Everything new is a well-forgotten old, people say. This saying is also relevant to the internet and modern technology today. Site speed has been a trend more than once in the history of the Internet. 

Let’s refresh our memories…

Further back in 1998 when I was working on one of my first websites, the internet connection speed was 14,400 bits per second. Nowadays, many of us use internet speed from 1 megabit (app. 69 times faster) to 100 megabits (app. 7000 times faster). During the difficult times of slow internet, the first thing web developers focused on were ways to reduce the site size – the code, images, even text – to speed up the loading process. This often led us to insane optimisations where instead of naming the images folder “images”, we simply named it “i”. It may seem like nitpicking, but every symbol “weighs” exactly 1 bite. From the word “images” we can save exactly 5 bits. When a given page has tens of images, we save bits. This led to naming the rest of the files with shortened names, like s.css, a.html, and similar, instead of using their full logical names, like style.css or about-us.html. Site speed was everything.

Waste of space

Shortly after high internet speed became widely accessible, sites began to use various animations, flash, effects, Java applets (oh, God, there was such a thing indeed!). In modern times, it’s a common practice to add sliders with large 8MB images, using video background, and an endless number of effects for all of which we needed some JS libraries. This was the recent reality when Google changed the rules of the game and brought back the old site speed mania.

The new old is back in style

About a year ago Google stated that site speed will be a principal ranking factor. Site speed is rarely felt by the end-user because 1-2 seconds for the user are not of grave importance. However, Google does a thorough analysis of the speed against other effects, counters, and other extras around it. It turns out that for the search engine old sites, created in 1998 are a good example of site speed and gives them 100/100  score on test speeds, unlike sites created months ago.

If until recently it was just a ranking factor, soon Google Chrome will show the users a signal that the site is loading slowly. This might lead to many users pushing the “X” right away instead of waiting for the site to load. It will also change many websites’ metrics that load counters before the sites’ content. This way a user who closes the site before it loads might not be recorded as visiting the site at all.

In the next year or two, it’s expected for web developers to encounter the old rules for saving bits and other caching techniques for saving every millisecond aiming at improving the score.

Why is this so important? 

Google’s logic is simple – they accept that a user visits a website to read an article, see the description and images of a product, and find useful information.
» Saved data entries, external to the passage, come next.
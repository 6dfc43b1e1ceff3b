//! Element Attributes
//!
//! Ordered attribute storage with name lookup.

use std::collections::HashMap;

/// Single attribute
#[derive(Debug, Clone, PartialEq, Eq)]
pub struct Attr {
    pub name: String,
    pub value: String,
}

impl Attr {
    pub fn new(name: impl Into<String>, value: impl Into<String>) -> Self {
        Self {
            name: name.into().to_ascii_lowercase(),
            value: value.into(),
        }
    }
}

/// Named node map (attribute collection)
///
/// Names are matched ASCII case-insensitively, as for HTML elements.
#[derive(Debug, Clone, Default)]
pub struct NamedNodeMap {
    attributes: Vec<Attr>,
    by_name: HashMap<String, usize>,
}

impl NamedNodeMap {
    pub fn new() -> Self {
        Self::default()
    }

    pub fn length(&self) -> usize {
        self.attributes.len()
    }

    pub fn is_empty(&self) -> bool {
        self.attributes.is_empty()
    }

    /// Get attribute by name
    pub fn get_named_item(&self, name: &str) -> Option<&Attr> {
        self.by_name
            .get(&name.to_ascii_lowercase())
            .and_then(|&i| self.attributes.get(i))
    }

    /// Get attribute value
    pub fn get_attribute(&self, name: &str) -> Option<&str> {
        self.get_named_item(name).map(|a| a.value.as_str())
    }

    /// Set attribute, returning the replaced one
    pub fn set_named_item(&mut self, attr: Attr) -> Option<Attr> {
        if let Some(&index) = self.by_name.get(&attr.name) {
            Some(std::mem::replace(&mut self.attributes[index], attr))
        } else {
            self.by_name.insert(attr.name.clone(), self.attributes.len());
            self.attributes.push(attr);
            None
        }
    }

    pub fn set_attribute(&mut self, name: &str, value: &str) {
        self.set_named_item(Attr::new(name, value));
    }

    /// Remove attribute by name
    pub fn remove_named_item(&mut self, name: &str) -> Option<Attr> {
        let index = self.by_name.remove(&name.to_ascii_lowercase())?;
        for idx in self.by_name.values_mut() {
            if *idx > index {
                *idx -= 1;
            }
        }
        Some(self.attributes.remove(index))
    }

    pub fn has_attribute(&self, name: &str) -> bool {
        self.by_name.contains_key(&name.to_ascii_lowercase())
    }

    pub fn iter(&self) -> impl Iterator<Item = &Attr> {
        self.attributes.iter()
    }
}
All else is useless. All animations, effects, sexy fonts, and sliders are left in the past. If you still want them, you will have to pay with lower rankings in search results which mean the loss of users and profit.
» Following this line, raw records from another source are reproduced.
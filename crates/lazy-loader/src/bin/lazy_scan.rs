//! lazy-scan - replay a scroll through an HTML file
//!
//! Usage: lazy-scan <file.html> [viewport-height] [scroll-step] [--no-intersection]
//!
//! Every element under `<body>` is stacked in one column (images 300px
//! tall), the viewport scrolls down in steps, and each deferred load is
//! printed with the scroll offset that triggered it.

use anyhow::{bail, Context};
use lazy_dom::{DOMRect, NodeId};
use lazy_loader::{ElementHost, LoaderOptions, Page, VisibilityLoader, DEFERRED_SRC_ATTR, SRC_ATTR};
use std::collections::HashSet;
use tracing_subscriber::EnvFilter;

const IMAGE_HEIGHT: f64 = 300.0;
const GAP: f64 = 20.0;

fn main() -> anyhow::Result<()> {
    tracing_subscriber::fmt()
        .with_env_filter(EnvFilter::try_from_default_env().unwrap_or_else(|_| EnvFilter::new("info")))
        .init();

    let mut args: Vec<String> = std::env::args().skip(1).collect();
    let no_intersection = args.iter().any(|a| a == "--no-intersection");
    args.retain(|a| a != "--no-intersection");

    let Some(path) = args.first() else {
        bail!("usage: lazy-scan <file.html> [viewport-height] [scroll-step] [--no-intersection]");
    };
    let viewport_height = parse_arg(&args, 1, 600.0)?;
    let step = parse_arg(&args, 2, 300.0)?;
    if step <= 0.0 {
        bail!("scroll step must be positive");
    }

    let html = std::fs::read_to_string(path).with_context(|| format!("reading {path}"))?;
    let mut page = Page::from_html(&html)?;
    if no_intersection {
        page = page.without_intersection_observer();
    }
    page.set_viewport(800.0, viewport_height);
    let bottom = stack_layout(&mut page);

    let mut loader = VisibilityLoader::new(&mut page, LoaderOptions::default())?;
    tracing::info!("Loader running in {:?} mode", loader.mode());

    let mut pending = loader.discovery().find_marked(&page, page.document_node());

    page.finish_parsing();
    report(&mut page, &mut loader, &mut pending)?;
    page.finish_loading();
    report(&mut page, &mut loader, &mut pending)?;

    let mut offset = 0.0;
    while offset + viewport_height < bottom && !pending.is_empty() {
        offset += step;
        page.scroll_to(0.0, offset);
        report(&mut page, &mut loader, &mut pending)?;
    }

    for node in &pending {
        println!("never loaded: {:?}", page.get_attribute(*node, DEFERRED_SRC_ATTR).unwrap_or_default());
    }
    Ok(())
}

fn parse_arg(args: &[String], index: usize, default: f64) -> anyhow::Result<f64> {
    match args.get(index) {
        Some(raw) => raw.parse().with_context(|| format!("invalid number {raw:?}")),
        None => Ok(default),
    }
}

/// Stack body elements top to bottom; returns the document height
fn stack_layout(page: &mut Page) -> f64 {
    let Some(body) = page.body() else {
        return 0.0;
    };
    let elements: Vec<NodeId> = page
        .document()
        .tree()
        .descendants(body)
        .into_iter()
        .filter(|&n| page.is_element(n))
        .collect();
    let images: HashSet<NodeId> = page.document().query_selector_all(body, "img").into_iter().collect();

    let mut cursor = 0.0;
    for node in elements {
        let is_image = images.contains(&node);
        let height = if is_image { IMAGE_HEIGHT } else { 0.0 };
        page.set_rect(node, DOMRect::from_xywh(0.0, cursor, 800.0, height));
        if is_image {
            cursor += IMAGE_HEIGHT + GAP;
        }
    }
    cursor
}

/// Run the loader and print elements whose `src` appeared since last time
fn report(page: &mut Page, loader: &mut VisibilityLoader, pending: &mut Vec<NodeId>) -> anyhow::Result<()> {
    page.run(loader)?;
    let scroll = page.scroll_y();
    pending.retain(|&node| match page.get_attribute(node, SRC_ATTR) {
        Some(src) => {
            println!("{scroll:>8.0}px  {src}");
            false
        }
        None => true,
    });
    Ok(())
}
Here are some simple pieces of advice to speed your site’s loading:

  • Use images with suitable sizes. Often in stock images sites, the images are with high resolution. Modern cameras and smartphones make the images just as large. Before uploading the image online, resize it to 2000px width, especially if you will not need a bigger image for a particular purpose. After that, you should additionally optimise the image with the right tools.
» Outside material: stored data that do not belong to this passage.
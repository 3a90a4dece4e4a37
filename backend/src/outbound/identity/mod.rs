//! Identity provider adapters.
//!
//! [`GoogleIdentityProvider`] performs the OAuth authorisation-code flow over
//! HTTP. [`DisabledIdentityProvider`] stands in when no client credentials
//! are configured so the login routes answer 503 instead of failing startup.

mod dto;
mod google;

use async_trait::async_trait;

use crate::domain::ports::{ExternalIdentity, IdentityProvider, IdentityProviderError};

pub use google::{GoogleCredentials, GoogleEndpoints, GoogleIdentityProvider};

/// Provider used when OAuth credentials are absent.
#[derive(Debug, Default, Clone, Copy)]
pub struct DisabledIdentityProvider;

#[async_trait]
impl IdentityProvider for DisabledIdentityProvider {
    fn name(&self) -> &'static str {
        "google"
    }

    fn authorization_url(&self, _state: &str) -> Result<String, IdentityProviderError> {
        Err(IdentityProviderError::not_configured())
    }

    async fn exchange_code(&self, _code: &str) -> Result<ExternalIdentity, IdentityProviderError> {
        Err(IdentityProviderError::not_configured())
    }
}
We suggest tinypng.com. And here is the result:

[6728.1 KB] [684.3 KB] [330.9 KB]

  • Reduce the side metrics – if you wish to track the effectiveness with several tools, we suggest you focus on only one and trust it. Best would be to use Google Analytics. All else might slow down your site’s loading bringing you no benefit.
  • Use only one font. We understand that web designers want to make their projects look fantastic. In our practice, we have gotten websites with 12 different fonts. Each of these will require an additional load of resources from your server, from Google fonts, or a third party. Each of them will steal from several milliseconds up to several seconds from your speed. The saddest part is that the end-user doesn’t feel the effects of the many fonts. But if your site is sent to the second results page of Google, you will feel it through negative cash flow. 

Some hosting companies offer website caching, speeding up your site, and what not other techniques in their most expensive plans. This often leads to spending more money and receiving something that you’ll hardly feel the effects of.

That’s why I recommend something very simple – make simple sites, with simple pages. Add as many images as necessary in the right sizes for their intended purpose. The fewer effects, animations and loading of external apps and tools there are the better. This will guarantee you leading positions and keep you safe from the warning messages Google plans on showing users with Google Chrome. 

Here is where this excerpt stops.